_Aim of the exercise:_ Should a line in the entries below contain "impl", return that line.

_Records for the exercise:_
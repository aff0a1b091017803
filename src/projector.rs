use nalgebra::Point3;
use serde::{Deserialize, Serialize};

use crate::{
    bounding_box::BoundingBox,
    error::{ProjectionError, Result},
    point_cloud::PointCloud,
    raster::RasterGrid,
};

/// Upper bound on cells per grid side. A 4096 x 4096 grid of `f64` is 128 MiB.
pub const MAX_CELLS_PER_SIDE: usize = 4_096;

/// Plane the rotated cloud is flattened onto.
#[derive(Clone, Copy, Debug, Default, PartialEq, Eq, Serialize, Deserialize, clap::ValueEnum)]
#[serde(rename_all = "kebab-case")]
pub enum ProjectionPlane {
    /// keep (x, z); side view looking along +y
    #[default]
    Vertical,
    /// keep (x, y); top-down view
    Horizontal,
}

impl ProjectionPlane {
    /// (horizontal, vertical) image coordinates of a position.
    pub fn retain(&self, p: &Point3<f64>) -> (f64, f64) {
        match self {
            ProjectionPlane::Vertical => (p.x, p.z),
            ProjectionPlane::Horizontal => (p.x, p.y),
        }
    }
}

/// How the grid cell size is chosen.
#[derive(Clone, Copy, Debug, PartialEq, Serialize, Deserialize)]
#[serde(rename_all = "kebab-case")]
pub enum Resolution {
    /// cells of a fixed edge length, in point-cloud units
    CellSize(f64),
    /// fixed number of cells per side, cell size follows the cloud extent
    Cells(usize),
}

impl Default for Resolution {
    fn default() -> Self {
        Resolution::CellSize(0.05)
    }
}

impl Resolution {
    pub fn validate(&self) -> Result<()> {
        match *self {
            Resolution::CellSize(s) if !(s.is_finite() && s > 0.) => Err(ProjectionError::Config(
                format!("cell size must be a positive number, got {}", s),
            )),
            Resolution::Cells(n) if n == 0 || n > MAX_CELLS_PER_SIDE => {
                Err(ProjectionError::Config(format!(
                    "cells per side must be within 1..={}, got {}",
                    MAX_CELLS_PER_SIDE, n
                )))
            }
            _ => Ok(()),
        }
    }

    /// (cells per side, cell edge length) for a square window of edge `side`.
    ///
    /// A cell size that would need more than `MAX_CELLS_PER_SIDE` cells is
    /// widened so the window fits in exactly that many.
    pub fn layout(&self, side: f64) -> Result<(usize, f64)> {
        self.validate()?;
        let layout = match *self {
            Resolution::CellSize(s) => {
                let n = (side / s).floor();
                if n < MAX_CELLS_PER_SIDE as f64 {
                    (n as usize + 1, s)
                } else {
                    log::warn!(
                        "cell size {} needs more than {} cells for an extent of {}, using {}",
                        s,
                        MAX_CELLS_PER_SIDE,
                        side,
                        side / MAX_CELLS_PER_SIDE as f64
                    );
                    (MAX_CELLS_PER_SIDE, side / MAX_CELLS_PER_SIDE as f64)
                }
            }
            Resolution::Cells(n) => (n, side / n as f64),
        };
        Ok(layout)
    }
}

/// Per-cell aggregation policy.
#[derive(Clone, Copy, Debug, Default, PartialEq, Eq, Serialize, Deserialize, clap::ValueEnum)]
#[serde(rename_all = "kebab-case")]
pub enum Aggregation {
    /// number of points in the cell
    #[default]
    Count,
    /// height of the cell's highest point above the lowest point of the cloud
    MaxHeight,
    /// points per unit area
    Density,
}

impl Aggregation {
    /// Folds one point of height `height` (>= 0) into the running cell value.
    fn accumulate(&self, cell: f64, height: f64) -> f64 {
        match self {
            Aggregation::Count | Aggregation::Density => cell + 1.,
            Aggregation::MaxHeight => cell.max(height),
        }
    }

    fn finish(&self, cell: f64, cell_area: f64) -> f64 {
        match self {
            Aggregation::Density => cell / cell_area,
            Aggregation::Count | Aggregation::MaxHeight => cell,
        }
    }
}

/// Flattens a point cloud onto a plane and bins it into a square raster.
///
/// The window is a square whose edge is the cloud's largest 3D span, anchored
/// at the minimum of the two retained axes. Every view therefore has a 1:1
/// aspect ratio, and a cloud that is flat along one retained axis still gets
/// a usable grid.
#[derive(Clone, Copy, Debug, Default, PartialEq)]
pub struct Projector {
    pub plane: ProjectionPlane,
    pub resolution: Resolution,
    pub aggregation: Aggregation,
}

impl Projector {
    pub fn new(plane: ProjectionPlane, resolution: Resolution, aggregation: Aggregation) -> Self {
        Self {
            plane,
            resolution,
            aggregation,
        }
    }

    pub fn project(&self, pc: &PointCloud) -> Result<RasterGrid> {
        let bounds: BoundingBox = pc.iter().collect();
        let (width, height) = if bounds.is_valid() {
            self.plane.retain(&Point3::from(bounds.size()))
        } else {
            (0., 0.)
        };

        let side = bounds.max_size();
        if !bounds.is_valid() || !side.is_finite() || side <= 0. {
            return Err(ProjectionError::DegenerateExtent { width, height });
        }

        let (n, cell_size) = self.resolution.layout(side)?;
        let (lo_u, lo_v) = self.plane.retain(&bounds.min);
        let floor = bounds.min.z;

        let mut grid = RasterGrid::new(n, n, cell_size, [lo_u, lo_v]);
        for p in pc {
            let (u, v) = self.plane.retain(&p.position);
            if let Some(cell) = grid.cell_of(u, v) {
                grid[cell] = self.aggregation.accumulate(grid[cell], p.position.z - floor);
            }
        }

        let area = grid.cell_area();
        grid.data
            .iter_mut()
            .for_each(|v| *v = self.aggregation.finish(*v, area));
        Ok(grid)
    }
}

#[cfg(test)]
mod tests {
    use rand::{rngs::StdRng, seq::SliceRandom, SeedableRng};

    use super::*;
    use crate::{angle::Angle, point::Point, rotator::rotate};

    fn cloud(points: &[(f64, f64, f64)]) -> PointCloud {
        PointCloud::new(
            "tree.las",
            points.iter().map(|&(x, y, z)| Point::new(x, y, z)).collect(),
        )
    }

    fn tree(n: usize) -> PointCloud {
        // a crude cone: radius grows with depth below the apex
        let points = (0..n)
            .map(|i| {
                let t = i as f64 / n as f64;
                let depth = 12. * t;
                let r = 0.3 * depth;
                let a = i as f64 * 2.399_963;
                (r * a.cos(), r * a.sin(), -depth)
            })
            .collect::<Vec<_>>();
        cloud(&points)
    }

    #[test]
    fn count_preserves_points() {
        let pc = tree(5_000);
        for plane in [ProjectionPlane::Vertical, ProjectionPlane::Horizontal] {
            let projector = Projector::new(plane, Resolution::CellSize(0.1), Aggregation::Count);
            let grid = projector.project(&pc).unwrap();
            assert_eq!(grid.sum(), 5_000.);
        }
    }

    #[test]
    fn fixed_cell_count() {
        let projector = Projector::new(
            ProjectionPlane::Vertical,
            Resolution::Cells(64),
            Aggregation::Count,
        );
        let grid = projector.project(&tree(1_000)).unwrap();
        assert_eq!((grid.rows, grid.cols), (64, 64));
        assert_eq!(grid.sum(), 1_000.);
    }

    #[test]
    fn stacked_points_fill_one_cell() {
        let pc = cloud(&[(0., 0., 0.), (0., 0., -1.), (0., 0., -2.5), (0., 0., -9.)]);
        let projector = Projector::new(
            ProjectionPlane::Horizontal,
            Resolution::CellSize(1.),
            Aggregation::Count,
        );
        let grid = projector.project(&pc).unwrap();

        assert_eq!((grid.rows, grid.cols), (10, 10));
        assert_eq!(grid[(0, 0)], 4.);
        assert_eq!(grid.occupied(), 1);
        assert!(grid.data.iter().skip(1).all(|v| *v == 0.));
    }

    #[test]
    fn binning_ignores_point_order() {
        let pc = tree(2_000);
        let mut shuffled = pc.points().to_vec();
        shuffled.shuffle(&mut StdRng::seed_from_u64(7));
        let shuffled = PointCloud::new(pc.path(), shuffled);

        for aggregation in [Aggregation::Count, Aggregation::MaxHeight, Aggregation::Density] {
            let projector =
                Projector::new(ProjectionPlane::Vertical, Resolution::CellSize(0.25), aggregation);
            assert_eq!(
                projector.project(&pc).unwrap(),
                projector.project(&shuffled).unwrap()
            );
        }
    }

    #[test]
    fn max_height_and_density() {
        // the first two points share a 1 m cell
        let pc = cloud(&[(0., 0., 0.), (0.5, 0., -0.5), (4., 0., -4.)]);

        let max = Projector::new(
            ProjectionPlane::Horizontal,
            Resolution::CellSize(1.),
            Aggregation::MaxHeight,
        )
        .project(&pc)
        .unwrap();
        assert_eq!(max[(0, 0)], 4.);
        assert_eq!(max[(0, 4)], 0.);

        let density = Projector::new(
            ProjectionPlane::Horizontal,
            Resolution::CellSize(0.5),
            Aggregation::Density,
        )
        .project(&pc)
        .unwrap();
        assert_eq!(density[(0, 0)], 4.);
        assert_eq!(density[(0, 1)], 4.);
        assert_eq!(density[(0, 8)], 4.);
        assert_eq!(density.sum(), 12.);
    }

    #[test]
    fn coincident_points_are_degenerate() {
        let projector = Projector::default();
        let err = projector
            .project(&cloud(&[(1., 1., 1.), (1., 1., 1.)]))
            .unwrap_err();
        assert_eq!(err.kind(), "DegenerateExtentError");

        let err = projector.project(&cloud(&[])).unwrap_err();
        assert!(matches!(err, ProjectionError::DegenerateExtent { .. }));
    }

    #[test]
    fn rejects_unusable_resolution() {
        for resolution in [
            Resolution::CellSize(0.),
            Resolution::CellSize(f64::NAN),
            Resolution::Cells(0),
            Resolution::Cells(MAX_CELLS_PER_SIDE + 1),
        ] {
            assert_eq!(resolution.validate().unwrap_err().kind(), "ConfigError");
            assert!(resolution.layout(1.).is_err());
        }
        assert_eq!(Resolution::CellSize(0.5).layout(2.).unwrap(), (5, 0.5));
        assert_eq!(Resolution::Cells(4).layout(2.).unwrap(), (4, 0.5));
    }

    #[test]
    fn fine_cell_size_is_capped() {
        let (n, cell_size) = Resolution::default().layout(700.).unwrap();
        assert_eq!(n, MAX_CELLS_PER_SIDE);
        assert_eq!(cell_size, 700. / MAX_CELLS_PER_SIDE as f64);
        assert_eq!(
            Resolution::CellSize(1e-9).layout(100.).unwrap().0,
            MAX_CELLS_PER_SIDE
        );
    }

    #[test]
    fn distant_outlier_projects_at_every_angle() {
        let pc = cloud(&[(0., 0., 0.), (1_000., 0., -10.)]);
        let projector = Projector::default();
        for angle in Angle::ALL {
            let grid = projector.project(&rotate(&pc, angle)).unwrap();
            assert!(grid.rows <= MAX_CELLS_PER_SIDE && grid.cols <= MAX_CELLS_PER_SIDE);
            assert_eq!(grid.sum(), 2., "{}", angle);
        }
    }
}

_Written solution:_
impl ProjectionPlane {
impl Default for Resolution {
impl Resolution {
impl Aggregation {
impl Projector {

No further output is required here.